## ASSIGNMENT
Within the data beneath, some lines may hold the word "headline". Give the number of those lines and nothing else.

## DATA EXTRACT
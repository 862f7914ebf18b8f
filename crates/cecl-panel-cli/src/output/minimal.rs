use serde_json::{Map, Value};

/// Print a one-line headline for the result.
///
/// Known result shapes get their key figure; anything else falls back to
/// the first field, or a row count for bare arrays.
pub fn print_minimal(value: &Value) {
    let result = value
        .as_object()
        .and_then(|m| m.get("result"))
        .unwrap_or(value);

    match result {
        Value::Object(map) => println!("{}", headline(map)),
        Value::Array(rows) => println!("{} rows", rows.len()),
        other => println!("{}", scalar(other)),
    }
}

fn headline(map: &Map<String, Value>) -> String {
    if let Some(passed) = map.get("passed").and_then(Value::as_bool) {
        let count = |k: &str| map.get(k).and_then(Value::as_u64).unwrap_or(0);
        return format!(
            "{} ({} errors, {} warnings)",
            if passed { "PASSED" } else { "FAILED" },
            count("errors"),
            count("warnings")
        );
    }
    if let Some(weighted) = map.get("probability_weighted_ecl").filter(|v| !v.is_null()) {
        return scalar(weighted);
    }
    if let Some(Value::Array(rows)) = map.get("comparison") {
        return rows
            .iter()
            .map(|r| {
                format!(
                    "{}={}",
                    r.get("scenario").map(scalar).unwrap_or_default(),
                    r.get("total_monthly_ecl").map(scalar).unwrap_or_default()
                )
            })
            .collect::<Vec<_>>()
            .join(" ");
    }
    for key in ["total_ecl", "payment"] {
        if let Some(v) = map.get(key) {
            return scalar(v);
        }
    }
    if let Some(Value::Array(rows)) = map.get("panel") {
        return format!("{} rows", rows.len());
    }
    match map.iter().next() {
        Some((key, val)) => format!("{}: {}", key, scalar(val)),
        None => String::new(),
    }
}

fn scalar(value: &Value) -> String {
    match value {
        Value::String(s) => s.clone(),
        Value::Number(n) => n.to_string(),
        Value::Bool(b) => b.to_string(),
        Value::Null => "null".to_string(),
        Value::Array(rows) => format!("[{} items]", rows.len()),
        Value::Object(_) => serde_json::to_string(value).unwrap_or_default(),
    }
}
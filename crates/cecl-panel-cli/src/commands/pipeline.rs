use clap::Args;
use serde::Deserialize;
use serde_json::{json, Value};
use std::collections::BTreeMap;
use tracing::info;

use cecl_panel_core::calibration::{calibrate_products, CalibrationInput};
use cecl_panel_core::ecl::{run_cecl, CeclInput, DEFAULT_LGD};
use cecl_panel_core::reporting::{build_report, ReportInput};
use cecl_panel_core::simulation::{generate_portfolio, PortfolioInput};
use cecl_panel_core::validation::{validate_dataset, ValidationInput};
use cecl_panel_core::ProductType;

use crate::input;

/// Arguments for the end-to-end run
#[derive(Args)]
pub struct PipelineArgs {
    /// YAML/JSON pipeline config; defaults apply when omitted
    #[arg(long)]
    pub config: Option<String>,
}

/// Generate, validate, estimate, calibrate and report in one pass.
#[derive(Debug, Deserialize)]
pub struct PipelineConfig {
    #[serde(default)]
    pub portfolio: PortfolioInput,
    /// Cumulative default targets; calibration is skipped when empty.
    #[serde(default)]
    pub targets: BTreeMap<ProductType, Vec<f64>>,
    #[serde(default)]
    pub calibration_months: Option<usize>,
    #[serde(default = "default_lgd")]
    pub default_lgd: f64,
}

fn default_lgd() -> f64 {
    DEFAULT_LGD
}

pub fn run_pipeline(args: PipelineArgs) -> Result<Value, Box<dyn std::error::Error>> {
    let config: PipelineConfig = match args.config {
        Some(ref path) => input::file::read_config(path)?,
        None => serde_json::from_value(json!({}))?,
    };

    let portfolio = generate_portfolio(&config.portfolio)?;
    let mut warnings = portfolio.warnings.clone();
    let portfolio = portfolio.result;

    let mut validation_input = ValidationInput::default();
    for (product, loans) in &portfolio.loans {
        let rows = loans.iter().map(serde_json::to_value).collect::<Result<_, _>>()?;
        validation_input.loans.insert(*product, rows);
    }
    for (product, panel) in &portfolio.panels {
        let rows = panel.records.iter().map(serde_json::to_value).collect::<Result<_, _>>()?;
        validation_input.panels.insert(*product, rows);
    }
    let validation = validate_dataset(&validation_input)?.result;
    if !validation.passed {
        warnings.push(format!("validation reported {} errors", validation.errors));
    }

    let panel: Vec<_> = portfolio
        .panels
        .values()
        .flat_map(|p| p.records.iter().cloned())
        .collect();
    let loans: Vec<_> = portfolio.loans.values().flatten().cloned().collect();

    let cecl = run_cecl(&CeclInput {
        panel: panel.clone(),
        default_lgd: config.default_lgd,
    })?;
    warnings.extend(cecl.warnings);

    let calibration = if config.targets.is_empty() {
        None
    } else {
        let out = calibrate_products(&CalibrationInput {
            panel: panel.clone(),
            targets: config.targets.clone(),
            months: config.calibration_months,
            default_lgd: config.default_lgd,
        })?;
        warnings.extend(out.warnings);
        Some(out.result)
    };

    let report = build_report(&ReportInput {
        panel,
        loans,
        default_lgd: config.default_lgd,
    })?
    .result;

    info!(
        products = portfolio.panels.len(),
        total_ecl = cecl.result.total_ecl,
        calibrated = calibration.is_some(),
        "pipeline complete"
    );

    Ok(json!({
        "result": {
            "portfolio": portfolio,
            "validation": validation,
            "cecl": cecl.result,
            "calibration": calibration,
            "report": report,
        },
        "warnings": warnings,
        "methodology": "Portfolio generation, validation, CECL, calibration and reporting",
    }))
}
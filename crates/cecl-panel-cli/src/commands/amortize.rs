use clap::Args;
use rust_decimal::Decimal;
use serde_json::Value;

use cecl_panel_core::time_value::{amortization_schedule, AmortizationInput};

use crate::input;

/// Arguments for a level-payment amortization schedule
#[derive(Args)]
pub struct AmortizeArgs {
    /// Path to JSON/YAML input file (overrides individual flags)
    #[arg(long)]
    pub input: Option<String>,

    /// Original principal
    #[arg(long)]
    pub principal: Option<Decimal>,

    /// Annual rate as a decimal (0.12 = 12%)
    #[arg(long)]
    pub rate: Option<Decimal>,

    /// Term in months
    #[arg(long)]
    pub term: Option<u32>,
}

pub fn run_amortize(args: AmortizeArgs) -> Result<Value, Box<dyn std::error::Error>> {
    let amort_input: AmortizationInput = if let Some(i) = input::load(args.input.as_deref())? {
        i
    } else {
        AmortizationInput {
            principal: args.principal
                .ok_or("--principal is required (or provide --input)")?,
            annual_rate: args.rate
                .ok_or("--rate is required (or provide --input)")?,
            term_months: args.term
                .ok_or("--term is required (or provide --input)")?,
        }
    };
    let result = amortization_schedule(&amort_input)?;
    Ok(serde_json::to_value(result)?)
}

## EXPECTED ANSWER
3